Supplied data: Begin

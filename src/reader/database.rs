//! Reads Asta projects from a table store with the legacy MDB column names.

use std::collections::BTreeMap;
use tracing::debug;

use super::ReadResult;
use crate::asta::{AstaReader, CalendarTables, TaskTables, sort_rows};
use crate::project::ProjectFile;
use crate::row::{MapRow, Row, Rows};

/// A store of named tables.
pub trait DatabaseSource {
    /// Rows of `table` whose `keys` columns hold the given values, with
    /// upper case column names. A missing table yields no rows.
    fn rows(&self, table: &str, keys: &[(&str, i32)]) -> ReadResult<Rows>;
}

const PROJECT_SUMMARY_NAMES: &[(&str, &str)] = &[
    ("STARU", "PROJECT_START"),
    ("ENE", "PROJECT_END"),
    ("DURATIONHOURS", "DURATION"),
];

const BAR_NAMES: &[(&str, &str)] = &[("NAMH", "NAME"), ("STARV", "BAR_START"), ("ENF", "BAR_FINISH")];

const TASK_NAMES: &[(&str, &str)] = &[
    ("NARE", "NAME"),
    ("OVERALL_PERCENV_COMPLETE", "OVERALL_PERCENT_COMPLETE"),
    ("CONSTRAINU", "CONSTRAINT_FLAG"),
    ("CALENDAU", "CALENDAR"),
    ("GIVEN_DURATIONHOURS", "GIVEN_DURATION"),
    ("WBT", "WBS"),
    ("STARZ", "LINKABLE_START"),
    ("ENJ", "LINKABLE_FINISH"),
    ("ACTUAL_DURATIONHOURS", "ACTUAL_DURATION"),
    ("NOTET", "NOTES"),
    ("DURATION_TIMJ_UNIT", "DURATION_TIME_UNIT"),
    ("NATURAO_ORDER", "NATURAL_ORDER"),
];

const EXPANDED_TASK_NAMES: &[(&str, &str)] = &[
    ("NARE", "NAME"),
    ("OVERALL_PERCENV_COMPLETE", "OVERALL_PERCENT_COMPLETE"),
    ("CONSTRAINU", "CONSTRAINT_FLAG"),
    ("CALENDAU", "CALENDAR"),
];

const MILESTONE_NAMES: &[(&str, &str)] = &[
    ("NARE", "NAME"),
    ("OVERALL_PERCENV_COMPLETE", "OVERALL_PERCENT_COMPLETE"),
    ("CONSTRAINU", "CONSTRAINT_FLAG"),
    ("CALENDAU", "CALENDAR"),
    ("WBT", "WBS"),
    ("NATURAO_ORDER", "NATURAL_ORDER"),
];

const WORK_PATTERN_NAMES: &[(&str, &str)] = &[("WORK_PATTERNID", "ID"), ("NAMN", "NAME")];

const CALENDAR_NAMES: &[(&str, &str)] = &[("CALENDARID", "ID"), ("NAMK", "NAME")];

const PERMANENT_RESOURCE_NAMES: &[(&str, &str)] = &[
    ("PERMANENT_RESOURCEID", "ID"),
    ("NASE", "NAME"),
    ("CALENDAV", "CALENDAR"),
];

const CONSUMABLE_RESOURCE_NAMES: &[(&str, &str)] = &[
    ("CONSUMABLE_RESOURCEID", "ID"),
    ("NASE", "NAME"),
    ("CALENDAV", "CALENDAR"),
];

const LINK_NAMES: &[(&str, &str)] = &[
    ("LINKID", "ID"),
    ("START_LAG_TIMEHOURS", "START_LAG_TIME"),
    ("END_LAG_TIMEHOURS", "END_LAG_TIME"),
    ("TYPI", "LINK_KIND"),
];

const ALLOCATION_NAMES: &[(&str, &str)] = &[
    ("PERMANENT_SCHEDUL_ALLOCATIONID", "ID"),
    ("STARZ", "LINKABLE_START"),
    ("ENJ", "LINKABLE_FINISH"),
    ("ALLOCATEE_TO", "ALLOCATED_TO"),
    ("EFFORW", "EFFORT"),
    ("DELAAHOURS", "DELAY"),
    ("ALLOCATIOP_OF", "ALLOCATION_OF"),
];

const PROGRESS_PERIOD_NAMES: &[(&str, &str)] = &[("PROGRESS_PERIODID", "ID")];

const EXCEPTION_NAMES: &[(&str, &str)] = &[("EXCEPTIONNID", "ID")];

const COMPLETED_SECTION_NAMES: &[(&str, &str)] = &[("TASK_COMPLETED_SECTIONID", "ID")];

const SKILL_NAMES: &[(&str, &str)] = &[("PERM_RESOURCE_SKILLID", "ID")];

const EXCEPTION_ASSIGNMENT_NAMES: &[(&str, &str)] = &[("STARU_DATE", "START_DATE"), ("ENE_DATE", "END_DATE")];

const TIME_ENTRY_NAMES: &[(&str, &str)] = &[("EXCEPTIOP", "EXCEPTION")];

const PROJECT_KEY: &str = "PROJID";

/// Copy `row` with legacy column names replaced.
fn rename(row: &dyn Row, names: &[(&str, &str)]) -> Box<dyn Row> {
    let mut renamed = MapRow::new();
    for (name, value) in row.entries() {
        let name = names
            .iter()
            .find(|(legacy, _)| *legacy == name)
            .map_or(name, |(_, current)| *current);
        renamed.set(name, value.clone());
    }
    Box::new(renamed)
}

pub struct DatabaseReader<S> {
    source: S,
    project_id: i32,
}

impl<S: DatabaseSource> DatabaseReader<S> {
    pub fn new(source: S) -> Self {
        Self {
            source,
            project_id: 0,
        }
    }

    pub fn project_id(mut self, project_id: i32) -> Self {
        self.project_id = project_id;
        self
    }

    /// Project IDs and their short names.
    pub fn list_projects(&self) -> ReadResult<BTreeMap<i32, Option<String>>> {
        let rows = self.table("project_summary", None, PROJECT_SUMMARY_NAMES)?;
        Ok(rows
            .iter()
            .filter_map(|row| Some((row.get_integer(PROJECT_KEY)?, row.get_string("SHORT_NAME"))))
            .collect())
    }

    pub fn read_all(&self) -> ReadResult<Vec<ProjectFile>> {
        self.list_projects()?
            .into_keys()
            .map(|id| self.read_project(id))
            .collect()
    }

    pub fn read(&self) -> ReadResult<ProjectFile> {
        self.read_project(self.project_id)
    }

    fn table(&self, name: &str, project_id: Option<i32>, names: &[(&str, &str)]) -> ReadResult<Rows> {
        let keys: Vec<(&str, i32)> = project_id.map(|id| (PROJECT_KEY, id)).into_iter().collect();
        let rows = self.source.rows(name, &keys)?;
        Ok(rows.iter().map(|row| rename(row.as_ref(), names)).collect())
    }

    fn read_project(&self, project_id: i32) -> ReadResult<ProjectFile> {
        let project = Some(project_id);
        let mut reader = AstaReader::new();

        let schema = self.table("dodschem", None, &[])?;
        let summary = self.table("project_summary", project, PROJECT_SUMMARY_NAMES)?;
        let progress_periods = self.table("progress_period", project, PROGRESS_PERIOD_NAMES)?;
        let user_settings = self.table("userr", project, &[])?;
        reader.process_project_properties(
            schema.first().and_then(|row| row.get_integer("SCHVER")),
            summary.first().map(|row| row.as_ref()),
            user_settings.first().map(|row| row.as_ref()),
            &progress_periods,
        )?;

        let mut exception_assignments = self.table("exception_assignment", None, EXCEPTION_ASSIGNMENT_NAMES)?;
        sort_rows(&mut exception_assignments, &["EXCEPTION_ASSIGNMENTID", "ORDF"]);
        let mut time_entries = self.table("time_entry", None, TIME_ENTRY_NAMES)?;
        sort_rows(&mut time_entries, &["TIME_ENTRYID", "ORDF"]);
        let calendar_tables = CalendarTables {
            exception_types: self.table("exceptionn", None, EXCEPTION_NAMES)?,
            work_patterns: self.table("work_pattern", None, WORK_PATTERN_NAMES)?,
            work_pattern_assignments: self.table("work_pattern_assignment", None, &[])?,
            exception_assignments,
            time_entries,
        };
        reader.process_calendars(self.table("calendar", project, CALENDAR_NAMES)?, &calendar_tables);

        let mut permanent = self.table("permanent_resource", project, PERMANENT_RESOURCE_NAMES)?;
        let mut consumable = self.table("consumable_resource", project, CONSUMABLE_RESOURCE_NAMES)?;
        sort_rows(&mut permanent, &["ID"]);
        sort_rows(&mut consumable, &["ID"]);
        reader.process_resources(&permanent, &consumable);

        reader.process_tasks(TaskTables {
            bars: self.table("bar", project, BAR_NAMES)?,
            expanded_tasks: self.table("expanded_task", project, EXPANDED_TASK_NAMES)?,
            tasks: self.table("task", project, TASK_NAMES)?,
            milestones: self.table("milestone", project, MILESTONE_NAMES)?,
            hammocks: self.table("hammock_task", project, &[])?,
            completed_sections: self.table("task_completed_section", project, COMPLETED_SECTION_NAMES)?,
        })?;

        let mut links = self.table("link", project, LINK_NAMES)?;
        sort_rows(&mut links, &["ID"]);
        reader.process_predecessors(&links)?;

        let mut allocations = self.table("permanent_schedul_allocation", project, ALLOCATION_NAMES)?;
        sort_rows(&mut allocations, &["ID"]);
        let skills = self.table("perm_resource_skill", project, SKILL_NAMES)?;
        reader.process_assignments(&allocations, &skills)?;

        debug!(project = project_id, "database project read");
        Ok(reader.into_project())
    }
}

#[cfg(test)]
mod tests {
    use super::*;
    use crate::row::Value;

    #[test]
    fn legacy_names_are_replaced() {
        let row = MapRow::new()
            .with("LINKID", Value::Integer(4))
            .with("TYPI", Value::Integer(2))
            .with("PROJID", Value::Integer(0));
        let renamed = rename(&row, LINK_NAMES);
        assert_eq!(renamed.get_integer("ID"), Some(4));
        assert_eq!(renamed.get_integer("LINK_KIND"), Some(2));
        assert_eq!(renamed.get_integer("PROJID"), Some(0));
        assert!(!renamed.contains("LINKID"));
    }
}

Supplied data: End

[Your task] Could you output, exactly and with nothing else, the lines from the start of the records through the line containing "use crate::project::ProjectFile;"?

[Finished exercise]
filename src/reader/database.rs
//! Reads Asta projects from a table store with the legacy MDB column names.

use std::collections::BTreeMap;
use tracing::debug;

use super::ReadResult;
use crate::asta::{AstaReader, CalendarTables, TaskTables, sort_rows};
use crate::project::ProjectFile;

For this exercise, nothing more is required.